Would you restate the entries below word for word, starting at the first line and ending with the one that has "Record one event"?

Start of Data provided

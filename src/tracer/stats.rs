use std::sync::atomic::{AtomicU64, Ordering};

use super::event::{Direction, DIRECTION_CARDINALITY};

/// Lock-free per-direction event and byte counters.
///
/// `snapshot()` atomically reads and resets all counters, making it
/// suitable for periodic reporting without contention.
pub struct EventStats {
    events: [AtomicU64; DIRECTION_CARDINALITY],
    bytes: [AtomicU64; DIRECTION_CARDINALITY],
}

/// Counts accumulated for one direction since the previous snapshot.
#[derive(Debug, Clone, Copy, PartialEq, Eq)]
pub struct DirectionCount {
    pub direction: Direction,
    pub events: u64,
    pub bytes: u64,
}

impl EventStats {
    /// Create a new zeroed EventStats.
    pub fn new() -> Self {
        Self {
            events: std::array::from_fn(|_| AtomicU64::new(0)),
            bytes: std::array::from_fn(|_| AtomicU64::new(0)),
        }
    }

    /// Record one event carrying `len` bytes.
    pub fn record(&self, d: Direction, len: u32) {
        if let Some(counter) = self.events.get(d as usize) {
            counter.fetch_add(1, Ordering::Relaxed);
        }
        if let Some(counter) = self.bytes.get(d as usize) {
            counter.fetch_add(u64::from(len), Ordering::Relaxed);
        }
    }

    /// Atomically read and reset all counters, returning only directions that saw events.
    pub fn snapshot(&self) -> Vec<DirectionCount> {
        let mut result = Vec::with_capacity(DIRECTION_CARDINALITY);

        for direction in Direction::all() {
            let i = *direction as usize;
            let events = self
                .events
                .get(i)
                .map_or(0, |c| c.swap(0, Ordering::Relaxed));
            let bytes = self
                .bytes
                .get(i)
                .map_or(0, |c| c.swap(0, Ordering::Relaxed));
            if events > 0 {
                result.push(DirectionCount {
                    direction: *direction,
                    events,
                    bytes,
                });
            }
        }

        result
    }
}

impl Default for EventStats {
    fn default() -> Self {
        Self::new()
    }
}

#[cfg(test)]
mod tests {
    use super::*;

    #[test]
    fn test_record_and_snapshot() {
        let stats = EventStats::new();
        stats.record(Direction::Input, 1);
        stats.record(Direction::Input, 1);
        stats.record(Direction::Output, 3);

        let snap = stats.snapshot();
        assert_eq!(snap.len(), 2);

        let input = snap
            .iter()
            .find(|c| c.direction == Direction::Input)
            .copied();
        assert_eq!(
            input,
            Some(DirectionCount {
                direction: Direction::Input,
                events: 2,
                bytes: 2,
            })
        );

        let output = snap.iter().find(|c| c.direction == Direction::Output);
        assert_eq!(output.map(|c| (c.events, c.bytes)), Some((1, 3)));
    }

    #[test]
    fn test_snapshot_resets_counters() {
        let stats = EventStats::new();
        stats.record(Direction::Output, 10);

        let snap1 = stats.snapshot();
        assert_eq!(snap1.len(), 1);

        let snap2 = stats.snapshot();
        assert!(snap2.is_empty());
    }

    #[test]
    fn test_empty_buffers_still_count_events() {
        let stats = EventStats::new();
        stats.record(Direction::Input, 0);
        let snap = stats.snapshot();
        assert_eq!(snap.first().map(|c| (c.events, c.bytes)), Some((1, 0)));
    }
}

End of Data provided

** Worked solution **
filename src/tracer/stats.rs
use std::sync::atomic::{AtomicU64, Ordering};

use super::event::{Direction, DIRECTION_CARDINALITY};

/// Lock-free per-direction event and byte counters.
///
/// `snapshot()` atomically reads and resets all counters, making it
/// suitable for periodic reporting without contention.
pub struct EventStats {
    events: [AtomicU64; DIRECTION_CARDINALITY],
    bytes: [AtomicU64; DIRECTION_CARDINALITY],
}

/// Counts accumulated for one direction since the previous snapshot.
#[derive(Debug, Clone, Copy, PartialEq, Eq)]
pub struct DirectionCount {
    pub direction: Direction,
    pub events: u64,
    pub bytes: u64,
}

impl EventStats {
    /// Create a new zeroed EventStats.
    pub fn new() -> Self {
        Self {
            events: std::array::from_fn(|_| AtomicU64::new(0)),
            bytes: std::array::from_fn(|_| AtomicU64::new(0)),
        }
    }

    /// Record one event carrying `len` bytes.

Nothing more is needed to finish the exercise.